■ To do
Give again, word for word, every line in the entries below from the line with "let right = self.right.or_else(||" up to and including the line with "assert_eq!(f.apply(&[int(10), int(3)]), Ok(int(7)));", and no other line.

[Entries taken from a collection]
///
/// # Run Configuration
///
/// A run is described by four counts taken from the command line plus a set
/// of timing knobs that normally keep their defaults. The knobs can be
/// overridden from a TOML file:
///
/// ```toml
/// seed = 42
///
/// [tuning]
/// capacity_per_producer = 10
/// warmup_ms = 1000
/// poll_interval_ms = 500
/// timeout_secs = 60
/// data_delay_ms = 200
/// data_delay_step_ms = 50
/// function_delay_ms = 300
/// function_delay_step_ms = 75
/// processor_delay_ms = 100
/// processor_delay_step_ms = 50
/// idle_ms = 100
/// skip_ms = 50
/// ```
///
/// Every field is optional; missing ones fall back to the values above.
///
/// ## Worker Delays
///
/// Producer pauses grow with the worker id (`base + (id % 5) * step`) and
/// processor pauses with `id % 3`, so workers started together drift apart
/// instead of waking in lockstep.
///

use serde::{Deserialize, Serialize};
use std::path::Path;
use std::time::Duration;

use crate::errors::ConfigError;

#[derive(Debug, Clone, PartialEq, Eq, Deserialize, Serialize)]
#[serde(default, deny_unknown_fields)]
pub struct Tuning {
    pub capacity_per_producer: usize,
    pub warmup_ms: u64,
    pub poll_interval_ms: u64,
    pub timeout_secs: u64,
    pub data_delay_ms: u64,
    pub data_delay_step_ms: u64,
    pub function_delay_ms: u64,
    pub function_delay_step_ms: u64,
    pub processor_delay_ms: u64,
    pub processor_delay_step_ms: u64,
    pub idle_ms: u64,
    pub skip_ms: u64,
}

impl Default for Tuning {
    fn default() -> Self {
        Self {
            capacity_per_producer: 10,
            warmup_ms: 1000,
            poll_interval_ms: 500,
            timeout_secs: 60,
            data_delay_ms: 200,
            data_delay_step_ms: 50,
            function_delay_ms: 300,
            function_delay_step_ms: 75,
            processor_delay_ms: 100,
            processor_delay_step_ms: 50,
            idle_ms: 100,
            skip_ms: 50,
        }
    }
}

impl Tuning {
    pub fn data_delay(&self, worker_id: u64) -> Duration {
        stepped(self.data_delay_ms, self.data_delay_step_ms, worker_id % 5)
    }

    pub fn function_delay(&self, worker_id: u64) -> Duration {
        stepped(self.function_delay_ms, self.function_delay_step_ms, worker_id % 5)
    }

    pub fn processor_delay(&self, worker_id: u64) -> Duration {
        stepped(self.processor_delay_ms, self.processor_delay_step_ms, worker_id % 3)
    }

    pub fn warmup(&self) -> Duration {
        Duration::from_millis(self.warmup_ms)
    }

    pub fn poll_interval(&self) -> Duration {
        Duration::from_millis(self.poll_interval_ms)
    }

    pub fn timeout(&self) -> Duration {
        Duration::from_secs(self.timeout_secs)
    }

    pub fn idle(&self) -> Duration {
        Duration::from_millis(self.idle_ms)
    }

    pub fn skip(&self) -> Duration {
        Duration::from_millis(self.skip_ms)
    }
}

fn stepped(base_ms: u64, step_ms: u64, steps: u64) -> Duration {
    Duration::from_millis(base_ms.saturating_add(step_ms.saturating_mul(steps)))
}

/// Contents of a `--config` file
#[derive(Debug, Clone, Default, PartialEq, Eq, Deserialize, Serialize)]
#[serde(default, deny_unknown_fields)]
pub struct ConfigFile {
    pub seed: Option<u64>,
    pub tuning: Tuning,
}

pub fn load_config_file(path: &Path) -> Result<ConfigFile, ConfigError> {
    let content = std::fs::read_to_string(path).map_err(|source| ConfigError::Read {
        path: path.to_path_buf(),
        source,
    })?;
    parse_config_str(&content)
}

pub fn parse_config_str(content: &str) -> Result<ConfigFile, ConfigError> {
    Ok(toml::from_str(content)?)
}

#[derive(Debug, Clone, PartialEq, Eq)]
pub struct RunConfig {
    pub function_workers: usize,
    pub data_workers: usize,
    pub processing_workers: usize,
    pub target: u64,
    pub seed: Option<u64>,
    pub tuning: Tuning,
}

impl RunConfig {
    pub fn new(
        function_workers: usize,
        data_workers: usize,
        processing_workers: usize,
        target: u64,
    ) -> Self {
        Self {
            function_workers,
            data_workers,
            processing_workers,
            target,
            seed: None,
            tuning: Tuning::default(),
        }
    }

    /// Take seed and tuning from a config file
    pub fn with_file(mut self, file: ConfigFile) -> Self {
        self.seed = file.seed.or(self.seed);
        self.tuning = file.tuning;
        self
    }

    pub fn validate(&self) -> Result<(), ConfigError> {
        if self.tuning.capacity_per_producer == 0 {
            return Err(ConfigError::Invalid(
                "capacity_per_producer must be at least 1".to_string(),
            ));
        }
        if self.tuning.poll_interval_ms == 0 {
            return Err(ConfigError::Invalid(
                "poll_interval_ms must be at least 1".to_string(),
            ));
        }
        Ok(())
    }

    pub fn data_queue_capacity(&self) -> usize {
        queue_capacity(self.data_workers, self.tuning.capacity_per_producer)
    }

    pub fn function_queue_capacity(&self) -> usize {
        queue_capacity(self.function_workers, self.tuning.capacity_per_producer)
    }
}

/// Queue size for one role, proportional to the producers in that role
pub fn queue_capacity(producers: usize, per_producer: usize) -> usize {
    producers.saturating_mul(per_producer).max(1)
}
///
/// Arithmetic function descriptors.
///
/// A descriptor is an operation with optional fixed operands. Each unset
/// operand is a slot filled from a data queue at application time, so
/// `required_args()` is the number of `None` operands. When both are unset
/// the first argument becomes the left operand.
///

use std::fmt;

use crate::arith::{evaluate, ArithmeticError};
use crate::value::TypedValue;

#[derive(Debug, Clone, Copy, PartialEq, Eq, Hash)]
pub enum Operation {
    Add,
    Subtract,
    Multiply,
    Divide,
}

impl Operation {
    pub const ALL: [Operation; 4] = [
        Operation::Add,
        Operation::Subtract,
        Operation::Multiply,
        Operation::Divide,
    ];

    pub fn symbol(&self) -> &'static str {
        match self {
            Operation::Add => "+",
            Operation::Subtract => "-",
            Operation::Multiply => "*",
            Operation::Divide => "/",
        }
    }
}

#[derive(Debug, Clone, Copy, PartialEq)]
pub struct FunctionDescriptor {
    pub operation: Operation,
    pub left: Option<TypedValue>,
    pub right: Option<TypedValue>,
}

impl FunctionDescriptor {
    pub fn new(operation: Operation, left: Option<TypedValue>, right: Option<TypedValue>) -> Self {
        Self { operation, left, right }
    }

    /// Number of values this descriptor consumes from a data queue
    pub fn required_args(&self) -> usize {
        self.left.is_none() as usize + self.right.is_none() as usize
    }

    /// Fill the unset operands from `args` (left first) and evaluate.
    ///
    /// `args.len()` must equal `required_args()`.
    pub fn apply(&self, args: &[TypedValue]) -> Result<TypedValue, ArithmeticError> {
        let expected = self.required_args();
        if args.len() != expected {
            return Err(ArithmeticError::ArgumentCount { expected, got: args.len() });
        }

        let mut pending = args.iter().copied();
        let left = self.left.or_else(|| pending.next());
        let right = self.right.or_else(|| pending.next());

        match (left, right) {
            (Some(l), Some(r)) => evaluate(self.operation, l, r),
            _ => Err(ArithmeticError::ArgumentCount { expected, got: args.len() }),
        }
    }
}

fn operand(value: &TypedValue) -> String {
    let text = value.to_string();
    if text.contains(' ') || text.starts_with('-') {
        format!("({})", text)
    } else {
        text
    }
}

impl fmt::Display for FunctionDescriptor {
    fn fmt(&self, f: &mut fmt::Formatter<'_>) -> fmt::Result {
        let op = self.operation.symbol();
        match (&self.left, &self.right) {
            (Some(l), Some(r)) => write!(f, "{} {} {}", operand(l), op, operand(r)),
            (Some(l), None) => write!(f, "{} {} x", operand(l), op),
            (None, Some(r)) => write!(f, "x {} {}", op, operand(r)),
            (None, None) => write!(f, "x {} y", op),
        }
    }
}

#[cfg(test)]
mod tests {
    use super::*;
    use crate::complex::Complex;

    fn int(i: i64) -> TypedValue {
        TypedValue::Integer(i)
    }

    #[test]
    fn test_required_args() {
        let op = Operation::Add;
        assert_eq!(FunctionDescriptor::new(op, Some(int(1)), Some(int(2))).required_args(), 0);
        assert_eq!(FunctionDescriptor::new(op, Some(int(1)), None).required_args(), 1);
        assert_eq!(FunctionDescriptor::new(op, None, Some(int(2))).required_args(), 1);
        assert_eq!(FunctionDescriptor::new(op, None, None).required_args(), 2);
    }

    #[test]
    fn test_apply_fills_left_before_right() {
        let f = FunctionDescriptor::new(Operation::Subtract, None, None);
        assert_eq!(f.apply(&[int(10), int(3)]), Ok(int(7)));

        let f = FunctionDescriptor::new(Operation::Subtract, Some(int(10)), None);
        assert_eq!(f.apply(&[int(3)]), Ok(int(7)));

        let f = FunctionDescriptor::new(Operation::Subtract, None, Some(int(3)));
        assert_eq!(f.apply(&[int(10)]), Ok(int(7)));

        let f = FunctionDescriptor::new(Operation::Subtract, Some(int(10)), Some(int(3)));
        assert_eq!(f.apply(&[]), Ok(int(7)));
    }

    #[test]
    fn test_apply_multiply_by_fixed_right() {
        let f = FunctionDescriptor::new(Operation::Multiply, None, Some(int(5)));
        assert_eq!(f.apply(&[int(3)]), Ok(int(15)));
    }

    #[test]
    fn test_apply_divide_by_fixed_zero() {
        let f = FunctionDescriptor::new(Operation::Divide, None, Some(TypedValue::Float(0.0)));
        assert_eq!(f.apply(&[int(10)]), Err(ArithmeticError::DivisionByZero));
    }

    #[test]
    fn test_apply_rejects_wrong_arity() {
        let f = FunctionDescriptor::new(Operation::Add, None, None);
        assert_eq!(
            f.apply(&[int(1)]),
            Err(ArithmeticError::ArgumentCount { expected: 2, got: 1 })
        );
    }

    #[test]
    fn test_description_patterns() {
        let mul = Operation::Multiply;
        insta::assert_snapshot!(FunctionDescriptor::new(mul, None, None).to_string(), @"x * y");
        insta::assert_snapshot!(FunctionDescriptor::new(mul, None, Some(int(5))).to_string(), @"x * 5");
        insta::assert_snapshot!(FunctionDescriptor::new(mul, Some(int(-3)), None).to_string(), @"(-3) * x");
        insta::assert_snapshot!(
            FunctionDescriptor::new(
                Operation::Divide,
                Some(TypedValue::Float(2.5)),
                Some(TypedValue::Complex(Complex::new(1.0, 2.0)))
            )
            .to_string(),
            @"2.50 / (1.00 + 2.00i)"
        );
    }
}
///
/// End-to-end orchestration tests
///
/// Each test runs a full `Orchestrator::run` with millisecond delays loaded
/// from `tests/fixtures/fast.toml`, then checks the returned report.
///
/// Run all:  `cargo test -p qworks --test orchestration`
///

use std::path::PathBuf;
use std::time::Duration;

use qworks::{load_config_file, Orchestrator, Role, RunConfig};

fn fast_config(nf: usize, nd: usize, np: usize, target: u64) -> RunConfig {
    let mut p = PathBuf::from(env!("CARGO_MANIFEST_DIR"));
    p.push("tests");
    p.push("fixtures");
    p.push("fast.toml");
    let file = load_config_file(&p).expect("fixture config must load");
    RunConfig::new(nf, nd, np, target).with_file(file)
}

#[test]
fn test_run_reaches_target() {
    let report = Orchestrator::new(fast_config(2, 3, 2, 5)).run().unwrap();

    assert!(!report.timed_out, "run timed out:\n{}", report);
    assert!(report.applied >= 5);
    assert!(report.reached_target());
    assert_eq!(report.seed, 1234);
    assert_eq!(report.queues.len(), 5);
    assert_eq!(report.processors.len(), 2);

    let applied_by_workers: u64 = report.processors.iter().map(|p| p.stats.applied).sum();
    assert_eq!(applied_by_workers, report.applied);
}

#[test]
fn test_queues_never_exceed_capacity() {
    let report = Orchestrator::new(fast_config(1, 2, 3, 3)).run().unwrap();

    for q in &report.queues {
        assert!(q.size <= q.capacity, "queue {} over capacity", q.queue);
    }
    let data: Vec<_> = report.queues.iter().filter(|q| q.role == Role::Data).collect();
    assert_eq!(data.len(), 2);
    assert!(data.iter().all(|q| q.capacity == 20));
}

#[test]
fn test_distinct_queue_ids() {
    let report = Orchestrator::new(fast_config(2, 2, 1, 1)).run().unwrap();

    let mut ids: Vec<u64> = report.queues.iter().map(|q| q.queue).collect();
    ids.sort_unstable();
    ids.dedup();
    assert_eq!(ids.len(), 4);
}

#[test]
fn test_no_processors_times_out() {
    let mut config = fast_config(1, 1, 0, 1);
    config.tuning.timeout_secs = 1;

    let report = Orchestrator::new(config).run().unwrap();

    assert!(report.timed_out);
    assert_eq!(report.applied, 0);
    assert!(report.processors.is_empty());
    assert!(report.elapsed >= Duration::from_secs(1));
}

#[test]
fn test_no_producers_times_out_cleanly() {
    let mut config = fast_config(0, 0, 2, 1);
    config.tuning.timeout_secs = 1;

    let report = Orchestrator::new(config).run().unwrap();

    assert!(report.timed_out);
    assert!(report.queues.is_empty());
    assert!(report.processors.iter().all(|p| p.stats.applied == 0));
}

■ Task answer
        let right = self.right.or_else(|| pending.next());

        match (left, right) {
            (Some(l), Some(r)) => evaluate(self.operation, l, r),
            _ => Err(ArithmeticError::ArgumentCount { expected, got: args.len() }),
        }
    }
}

fn operand(value: &TypedValue) -> String {
    let text = value.to_string();
    if text.contains(' ') || text.starts_with('-') {
        format!("({})", text)
    } else {
        text
    }
}

impl fmt::Display for FunctionDescriptor {
    fn fmt(&self, f: &mut fmt::Formatter<'_>) -> fmt::Result {
        let op = self.operation.symbol();
        match (&self.left, &self.right) {
            (Some(l), Some(r)) => write!(f, "{} {} {}", operand(l), op, operand(r)),
            (Some(l), None) => write!(f, "{} {} x", operand(l), op),
            (None, Some(r)) => write!(f, "x {} {}", op, operand(r)),
            (None, None) => write!(f, "x {} y", op),
        }
    }
}

#[cfg(test)]
mod tests {
    use super::*;
    use crate::complex::Complex;

    fn int(i: i64) -> TypedValue {
        TypedValue::Integer(i)
    }

    #[test]
    fn test_required_args() {
        let op = Operation::Add;
        assert_eq!(FunctionDescriptor::new(op, Some(int(1)), Some(int(2))).required_args(), 0);
        assert_eq!(FunctionDescriptor::new(op, Some(int(1)), None).required_args(), 1);
        assert_eq!(FunctionDescriptor::new(op, None, Some(int(2))).required_args(), 1);
        assert_eq!(FunctionDescriptor::new(op, None, None).required_args(), 2);
    }

    #[test]
    fn test_apply_fills_left_before_right() {
        let f = FunctionDescriptor::new(Operation::Subtract, None, None);
        assert_eq!(f.apply(&[int(10), int(3)]), Ok(int(7)));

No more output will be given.